To investigate the effect of pH on the removal efficiency of Ibuprofen, the pH of the feeding solution was adjusted to 2, 6, and 10 (Figure 7). It is well known that the pH of feed solution significantly affects the removal effectiveness of pharmaceutical contaminants using membranes [30]. The result shows an extraction efficiency of ~84%, ~83%, and ~77% at the feed solution pH of 10, 6, and 2, respectively. The results indicate that the extraction efficiency increased when the pH of the feed solution increased. However, the effect of feed solution pH on Ibuprofen extraction efficiency using GO-dosed PIM is not very pronounced in the present study. The maximum extraction efficiency of ~84 percent occurs at a pH of 10.

Figure 7

Effect of the pH of the feed solution on Ibuprofen extraction efficiency.

4. Conclusions

The effect of GO enhanced PIM by incorporating a small amount of GO as nanoparticle and Aliquat carrier on the remediation of trace Ibuprofen (a pharmaceutical contaminant of emerging concerns) and membrane stability was successfully studied.
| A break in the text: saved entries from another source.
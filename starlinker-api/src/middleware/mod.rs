pub mod auth;

pub use auth::{require_identity, Claims};
use axum::{
    extract::{Path, State},
    http::StatusCode,
    routing::{get, patch, post},
    Extension, Json, Router,
};
use chrono::{DateTime, Utc};
use serde::Deserialize;
use starlinker_catalog::{NewProduct, Product, ProductCondition, ProductRepository};
use starlinker_core::Identity;
use starlinker_order::{Delivery, DeliveryListing, DeliveryStatus, OrderStats, TrackerError};
use uuid::Uuid;

use crate::{error::AppError, state::AppState};

#[derive(Debug, Deserialize)]
pub struct AdvanceStatusRequest {
    pub status: String,
    pub location: Option<String>,
}

#[derive(Debug, Deserialize)]
pub struct UpdateDeliveryRequest {
    pub current_location: Option<String>,
    pub estimated_delivery: Option<DateTime<Utc>>,
}

#[derive(Debug, Deserialize)]
pub struct CreateProductRequest {
    /// Defaults to the calling administrator
    pub seller_id: Option<Uuid>,
    pub title: String,
    pub description: Option<String>,
    pub category: String,
    pub condition: ProductCondition,
    pub price: i64,
    pub stock_quantity: i32,
    pub location: Option<String>,
}

pub fn routes() -> Router<AppState> {
    Router::new()
        .route("/v1/admin/deliveries", get(list_deliveries))
        .route("/v1/admin/deliveries/{id}", patch(update_delivery))
        .route("/v1/admin/deliveries/{id}/status", post(advance_status))
        .route("/v1/admin/products", post(create_product))
        .route("/v1/admin/stats", get(order_stats))
}

/// GET /v1/admin/deliveries
async fn list_deliveries(
    State(state): State<AppState>,
    Extension(identity): Extension<Identity>,
) -> Result<Json<Vec<DeliveryListing>>, AppError> {
    Ok(Json(state.tracker.list_deliveries(&identity).await?))
}

/// GET /v1/admin/stats
async fn order_stats(
    State(state): State<AppState>,
    Extension(identity): Extension<Identity>,
) -> Result<Json<OrderStats>, AppError> {
    Ok(Json(state.tracker.order_stats(&identity).await?))
}

/// POST /v1/admin/deliveries/{id}/status
async fn advance_status(
    State(state): State<AppState>,
    Extension(identity): Extension<Identity>,
    Path(delivery_id): Path<Uuid>,
    Json(req): Json<AdvanceStatusRequest>,
) -> Result<Json<Delivery>, AppError> {
    let next: DeliveryStatus = req.status.parse().map_err(AppError::ValidationError)?;
    let delivery = state
        .tracker
        .advance_delivery_status(&identity, delivery_id, next, req.location)
        .await?;
    Ok(Json(delivery))
}

/// PATCH /v1/admin/deliveries/{id}
async fn update_delivery(
    State(state): State<AppState>,
    Extension(identity): Extension<Identity>,
    Path(delivery_id): Path<Uuid>,
    Json(req): Json<UpdateDeliveryRequest>,
) -> Result<Json<Delivery>, AppError> {
    let delivery = state
        .tracker
        .update_delivery_details(&identity, delivery_id, req.current_location, req.estimated_delivery)
        .await?;
    Ok(Json(delivery))
}

/// POST /v1/admin/products
async fn create_product(
    State(state): State<AppState>,
    Extension(identity): Extension<Identity>,
    Json(req): Json<CreateProductRequest>,
) -> Result<(StatusCode, Json<Product>), AppError> {
    if !identity.is_admin() {
        return Err(TrackerError::Forbidden("administrator role required".to_string()).into());
    }

    let product = NewProduct {
        seller_id: req.seller_id.unwrap_or(identity.user_id),
        title: req.title,
        description: req.description,
        category: req.category,
        condition: req.condition,
        price: req.price,
        stock_quantity: req.stock_quantity,
        location: req.location,
    }
    .into_product()?;

    state.tracker.store().create_product(&product).await?;
    tracing::info!("Product {} created by admin {}", product.id, identity.user_id);
    Ok((StatusCode::CREATED, Json(product)))
}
The fabricated GO-doped PIM was more stable in acidic and neutral media than in the alkaline medium. Furthermore, the optimum extraction efficiency of ~84% obtained indicates a high potential for Ibuprofen extraction using GO doped PIM. However, further research is required to improve the stability of the GO doped PIM and to study the effect of other operating conditions, such as the feed concentration and receiving phase types.